#### How to complete this task:
Search the data for the string "probe" and gather each line it is in.

#### Records provided:

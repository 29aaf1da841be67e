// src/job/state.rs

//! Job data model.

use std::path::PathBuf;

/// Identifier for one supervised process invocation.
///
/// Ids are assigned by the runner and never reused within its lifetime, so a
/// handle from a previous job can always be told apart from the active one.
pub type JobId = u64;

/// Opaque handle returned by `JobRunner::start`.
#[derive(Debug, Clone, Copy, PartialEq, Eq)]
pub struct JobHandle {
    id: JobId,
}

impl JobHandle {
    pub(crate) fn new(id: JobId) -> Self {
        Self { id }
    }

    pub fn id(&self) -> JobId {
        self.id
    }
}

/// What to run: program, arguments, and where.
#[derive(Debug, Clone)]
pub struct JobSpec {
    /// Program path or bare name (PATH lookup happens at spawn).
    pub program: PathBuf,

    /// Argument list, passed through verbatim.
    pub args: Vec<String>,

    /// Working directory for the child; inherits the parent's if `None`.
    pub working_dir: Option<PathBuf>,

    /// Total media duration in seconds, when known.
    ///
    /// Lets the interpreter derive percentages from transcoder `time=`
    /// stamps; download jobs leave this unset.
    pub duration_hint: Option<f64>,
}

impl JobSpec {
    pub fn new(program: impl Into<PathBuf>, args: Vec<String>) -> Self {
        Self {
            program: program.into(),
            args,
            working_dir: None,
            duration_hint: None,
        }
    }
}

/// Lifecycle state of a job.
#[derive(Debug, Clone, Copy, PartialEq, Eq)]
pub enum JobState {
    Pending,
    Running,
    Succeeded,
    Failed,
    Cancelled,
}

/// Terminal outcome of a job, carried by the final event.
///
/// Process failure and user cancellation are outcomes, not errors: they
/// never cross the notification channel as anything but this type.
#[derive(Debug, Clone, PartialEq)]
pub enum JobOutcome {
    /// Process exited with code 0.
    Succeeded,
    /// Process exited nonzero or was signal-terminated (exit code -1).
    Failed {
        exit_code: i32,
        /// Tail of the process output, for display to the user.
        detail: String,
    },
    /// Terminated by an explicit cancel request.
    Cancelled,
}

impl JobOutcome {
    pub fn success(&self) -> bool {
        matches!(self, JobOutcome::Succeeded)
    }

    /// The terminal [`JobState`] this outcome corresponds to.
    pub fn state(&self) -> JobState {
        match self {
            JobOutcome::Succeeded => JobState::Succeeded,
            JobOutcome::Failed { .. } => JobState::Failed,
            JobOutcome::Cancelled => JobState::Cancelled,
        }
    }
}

...

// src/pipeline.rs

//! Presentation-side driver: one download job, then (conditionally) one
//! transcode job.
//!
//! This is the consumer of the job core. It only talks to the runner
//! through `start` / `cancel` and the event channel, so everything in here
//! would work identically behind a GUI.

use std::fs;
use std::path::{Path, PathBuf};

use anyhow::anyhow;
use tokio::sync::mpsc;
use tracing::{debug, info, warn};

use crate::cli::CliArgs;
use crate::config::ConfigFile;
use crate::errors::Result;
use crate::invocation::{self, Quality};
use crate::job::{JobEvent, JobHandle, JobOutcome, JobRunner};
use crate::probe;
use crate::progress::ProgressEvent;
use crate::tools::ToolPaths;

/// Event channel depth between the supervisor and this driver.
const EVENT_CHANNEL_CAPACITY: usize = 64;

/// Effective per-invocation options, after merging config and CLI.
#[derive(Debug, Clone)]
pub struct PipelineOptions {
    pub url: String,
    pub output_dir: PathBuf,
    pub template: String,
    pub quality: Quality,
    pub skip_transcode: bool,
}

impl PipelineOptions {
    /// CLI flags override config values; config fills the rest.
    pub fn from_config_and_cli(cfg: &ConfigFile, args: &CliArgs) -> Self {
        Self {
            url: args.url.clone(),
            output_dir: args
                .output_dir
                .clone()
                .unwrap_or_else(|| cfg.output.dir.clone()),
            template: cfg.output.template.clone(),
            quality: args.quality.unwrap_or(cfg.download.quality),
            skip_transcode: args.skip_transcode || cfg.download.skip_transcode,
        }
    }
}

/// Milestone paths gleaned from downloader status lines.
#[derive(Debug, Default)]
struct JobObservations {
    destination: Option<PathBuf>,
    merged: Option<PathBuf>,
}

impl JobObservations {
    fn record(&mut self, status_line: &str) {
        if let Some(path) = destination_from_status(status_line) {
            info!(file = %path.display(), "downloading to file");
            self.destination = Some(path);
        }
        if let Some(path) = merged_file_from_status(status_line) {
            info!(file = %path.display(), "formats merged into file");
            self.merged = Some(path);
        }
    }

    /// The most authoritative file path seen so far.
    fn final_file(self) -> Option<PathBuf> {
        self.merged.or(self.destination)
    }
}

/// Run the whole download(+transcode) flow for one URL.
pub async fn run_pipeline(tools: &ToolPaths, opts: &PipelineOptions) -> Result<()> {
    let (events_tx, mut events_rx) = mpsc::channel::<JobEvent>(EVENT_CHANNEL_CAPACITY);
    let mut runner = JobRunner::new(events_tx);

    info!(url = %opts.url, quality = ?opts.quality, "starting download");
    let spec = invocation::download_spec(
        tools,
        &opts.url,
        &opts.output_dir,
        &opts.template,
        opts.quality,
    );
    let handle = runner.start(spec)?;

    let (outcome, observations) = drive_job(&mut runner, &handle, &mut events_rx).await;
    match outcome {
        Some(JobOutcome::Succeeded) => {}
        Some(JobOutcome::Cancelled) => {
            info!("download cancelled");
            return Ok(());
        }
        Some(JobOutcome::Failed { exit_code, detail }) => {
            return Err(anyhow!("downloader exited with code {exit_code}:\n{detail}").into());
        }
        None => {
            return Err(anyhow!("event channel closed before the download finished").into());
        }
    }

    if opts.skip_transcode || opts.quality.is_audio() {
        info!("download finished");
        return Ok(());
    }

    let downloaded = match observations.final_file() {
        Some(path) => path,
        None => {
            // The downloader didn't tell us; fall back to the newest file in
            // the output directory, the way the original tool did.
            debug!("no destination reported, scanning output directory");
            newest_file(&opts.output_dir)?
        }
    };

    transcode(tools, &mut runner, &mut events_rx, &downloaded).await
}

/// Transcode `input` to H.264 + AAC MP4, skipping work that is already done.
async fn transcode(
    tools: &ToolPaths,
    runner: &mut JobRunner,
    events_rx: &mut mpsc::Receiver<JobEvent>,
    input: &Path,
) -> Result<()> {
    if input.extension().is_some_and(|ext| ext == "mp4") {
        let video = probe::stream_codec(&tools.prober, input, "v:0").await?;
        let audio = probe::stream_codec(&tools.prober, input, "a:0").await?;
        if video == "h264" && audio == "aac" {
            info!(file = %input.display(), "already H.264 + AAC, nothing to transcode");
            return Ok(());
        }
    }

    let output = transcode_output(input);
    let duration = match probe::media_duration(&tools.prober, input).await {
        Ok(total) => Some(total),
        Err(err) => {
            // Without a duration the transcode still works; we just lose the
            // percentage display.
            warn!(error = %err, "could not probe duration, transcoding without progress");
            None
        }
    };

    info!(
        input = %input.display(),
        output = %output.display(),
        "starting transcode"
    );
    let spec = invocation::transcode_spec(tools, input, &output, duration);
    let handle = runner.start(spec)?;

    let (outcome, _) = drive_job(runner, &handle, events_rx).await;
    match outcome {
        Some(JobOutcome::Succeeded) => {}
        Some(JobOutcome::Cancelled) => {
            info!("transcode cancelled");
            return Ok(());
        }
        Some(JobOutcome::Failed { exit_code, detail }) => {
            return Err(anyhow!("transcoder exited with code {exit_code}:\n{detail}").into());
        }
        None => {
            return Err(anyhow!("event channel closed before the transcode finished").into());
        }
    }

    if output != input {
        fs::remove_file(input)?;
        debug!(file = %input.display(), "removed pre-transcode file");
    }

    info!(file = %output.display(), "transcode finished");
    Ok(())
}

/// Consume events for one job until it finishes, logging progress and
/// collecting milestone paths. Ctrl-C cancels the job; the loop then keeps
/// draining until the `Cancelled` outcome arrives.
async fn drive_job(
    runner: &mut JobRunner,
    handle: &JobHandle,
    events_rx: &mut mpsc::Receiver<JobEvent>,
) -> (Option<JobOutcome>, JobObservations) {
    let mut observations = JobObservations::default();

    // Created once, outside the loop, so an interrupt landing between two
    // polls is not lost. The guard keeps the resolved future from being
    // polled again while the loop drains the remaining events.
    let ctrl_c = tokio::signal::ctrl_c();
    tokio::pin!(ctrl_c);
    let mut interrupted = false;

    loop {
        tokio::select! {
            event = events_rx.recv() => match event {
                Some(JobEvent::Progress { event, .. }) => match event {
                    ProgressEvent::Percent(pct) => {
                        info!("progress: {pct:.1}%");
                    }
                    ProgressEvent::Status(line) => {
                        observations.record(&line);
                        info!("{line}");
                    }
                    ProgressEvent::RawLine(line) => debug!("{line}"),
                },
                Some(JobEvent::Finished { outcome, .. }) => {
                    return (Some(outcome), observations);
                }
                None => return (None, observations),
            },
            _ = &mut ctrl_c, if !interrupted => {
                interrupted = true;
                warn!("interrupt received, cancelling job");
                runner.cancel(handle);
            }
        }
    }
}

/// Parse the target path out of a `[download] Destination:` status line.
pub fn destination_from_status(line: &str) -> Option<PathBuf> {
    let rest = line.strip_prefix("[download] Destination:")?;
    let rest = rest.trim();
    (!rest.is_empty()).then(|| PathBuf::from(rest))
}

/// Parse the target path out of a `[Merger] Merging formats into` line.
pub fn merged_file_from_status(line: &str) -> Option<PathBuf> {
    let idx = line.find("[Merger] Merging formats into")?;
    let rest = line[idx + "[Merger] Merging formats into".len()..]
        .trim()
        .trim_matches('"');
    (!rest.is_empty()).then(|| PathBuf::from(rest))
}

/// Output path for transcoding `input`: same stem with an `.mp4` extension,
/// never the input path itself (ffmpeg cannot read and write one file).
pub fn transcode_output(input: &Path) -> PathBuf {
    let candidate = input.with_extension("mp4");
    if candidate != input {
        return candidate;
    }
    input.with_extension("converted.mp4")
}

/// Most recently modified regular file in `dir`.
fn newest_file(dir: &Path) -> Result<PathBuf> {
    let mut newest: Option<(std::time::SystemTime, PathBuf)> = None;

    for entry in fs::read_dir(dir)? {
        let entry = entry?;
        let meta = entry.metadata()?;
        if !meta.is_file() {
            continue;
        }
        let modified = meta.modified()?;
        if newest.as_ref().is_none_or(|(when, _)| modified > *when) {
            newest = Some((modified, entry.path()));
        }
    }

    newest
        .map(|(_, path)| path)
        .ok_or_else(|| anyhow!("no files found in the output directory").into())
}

#### Result of this task:
use crate::probe;
        let video = probe::stream_codec(&tools.prober, input, "v:0").await?;
        let audio = probe::stream_codec(&tools.prober, input, "a:0").await?;
    let duration = match probe::media_duration(&tools.prober, input).await {
            warn!(error = %err, "could not probe duration, transcoding without progress");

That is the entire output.